Preparations for mechanogenetic control of cells ● TIMING 1 h

• 57|Equilibrate the temperature of a microscope cell culture chamber to 37 °C before starting the experiment.

  ▲ CRITICAL STEP Always keep the microscope cell culture chamber at 37 °C with a humidified atmosphere (80%) of 5% CO₂ for long term time-lapse experiments. In this procedure, a stage-top incubation system was used for all steps. Direct contact between the oil immersion objective and culture dish may cause rapid temperature changes within the culture dish depending on changes in room temperature. To solve this problem, use a closed-loop temperature regulating system to maintain the temperature of the cell culture dish.

• 58|Align the µMT with the microscope objective lens. Position the end of the µMT tip at the center of the objective oculus with bright field illumination. Perform this step sequentially with a 20×, 40×, and 100× objective lens and set the height of the µMT tip ~5 cm above the 100× objective lens.
• 59|To prevent contamination, dip the µMT briefly in 70% ethanol and dry it before use.
• 60|Place a small drop of immersion oil onto the 100× objective lens, and place the bottom dish containing the cells on the microscope stage.
• 61|Find and center a subcellular region of interest by visualizing the MPNs using dark-field microscopy.

  ? TROUBLESHOOTING

• 62|Lower the µMT into the medium and place the end of the tip of the µMT above the target cell.
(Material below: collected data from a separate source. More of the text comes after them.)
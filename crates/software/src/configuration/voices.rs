use wmidi::{Channel, Note, U7};

/// Static description of one string voice: where it is sent, what it plays open, how loud, and what it is called.
#[derive(Clone, Copy, Debug, PartialEq)]
pub struct VoiceConfig {
    /// MIDI channel the voice sounds on. Also selects the track bank on audio-trigger boards.
    pub channel: Channel,
    /// The note the string plays with no key pressed.
    pub open_note: Note,
    /// MIDI volume (note velocity).
    pub volume: U7,
    /// Label shown on the display.
    pub name: &'static str,
}

/// The layout of every voice on the instrument.
#[derive(Clone, Copy, Debug, PartialEq)]
pub struct GurdyConfig {
    /// The lead melody string; its note is the one displayed while playing.
    pub high_melody: VoiceConfig,
    /// The second melody string, typically an octave below the first.
    pub low_melody: VoiceConfig,
    /// The continuously sounding drone.
    pub drone: VoiceConfig,
    /// The trompette, the drone string the buzzing bridge sits on.
    pub trompette: VoiceConfig,
    /// The percussive buzz layered over the trompette.
    pub buzz: VoiceConfig,
    /// Modulation (MIDI CC1) sent with melody notes to give them a gentle vibrato. Zero disables it.
    pub melody_vibrato: U7,
}

impl Default for GurdyConfig {
    fn default() -> Self {
        Self {
            high_melody: VoiceConfig {
                channel: Channel::Ch1,
                open_note: Note::G4,
                volume: U7::from_u8_lossy(56),
                name: "Hi Melody",
            },
            low_melody: VoiceConfig {
                channel: Channel::Ch2,
                open_note: Note::G3,
                volume: U7::from_u8_lossy(56),
                name: "Low Melody",
            },
            trompette: VoiceConfig {
                channel: Channel::Ch3,
                open_note: Note::C4,
                volume: U7::from_u8_lossy(56),
                name: "Trompette",
            },
            drone: VoiceConfig {
                channel: Channel::Ch4,
                open_note: Note::C3,
                volume: U7::from_u8_lossy(56),
                name: "Drone",
            },
            buzz: VoiceConfig {
                channel: Channel::Ch5,
                open_note: Note::C3,
                volume: U7::from_u8_lossy(56),
                name: "Buzz",
            },
            melody_vibrato: U7::from_u8_lossy(16),
        }
    }
}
  ▲ CRITICAL STEP Focus above the cells. Carefully adjust the µMT z-position using the z translation stage until scattering from the tip is centered in the field of view.

• 63|Determine the distance (d) between the tip of µMT and the MPNs on a cell membrane and adjust the d to 40 µm.

  ▲ CRITICAL STEP To determine the d, focus at the sample plane and the µMT tip sequentially by using Nikon perfect focus system (axial resolution: 25 nm) and then measuring the focal height difference.

  ▲ CRITICAL STEP The magnetic force between the µMT and the MPN is negligible when d > 20 µm. Do not place the µMT closer than 20 µm during preparation.

Probing single cell mechanogenetics

• 64|To control the spatial distribution of receptors with the weak force mode (WFM), perform the procedures described in option A; to induce a conformational change of receptors with the strong force mode (SFM), perform the procedures described in option B; to apply single-molecule perturbations, perform the procedures described in option C. In order to study MPN-induced single cell transcription, perform the procedures described in option D. For all options, 40 nm gold nanoparticles without a magnetic core can be used as negative controls.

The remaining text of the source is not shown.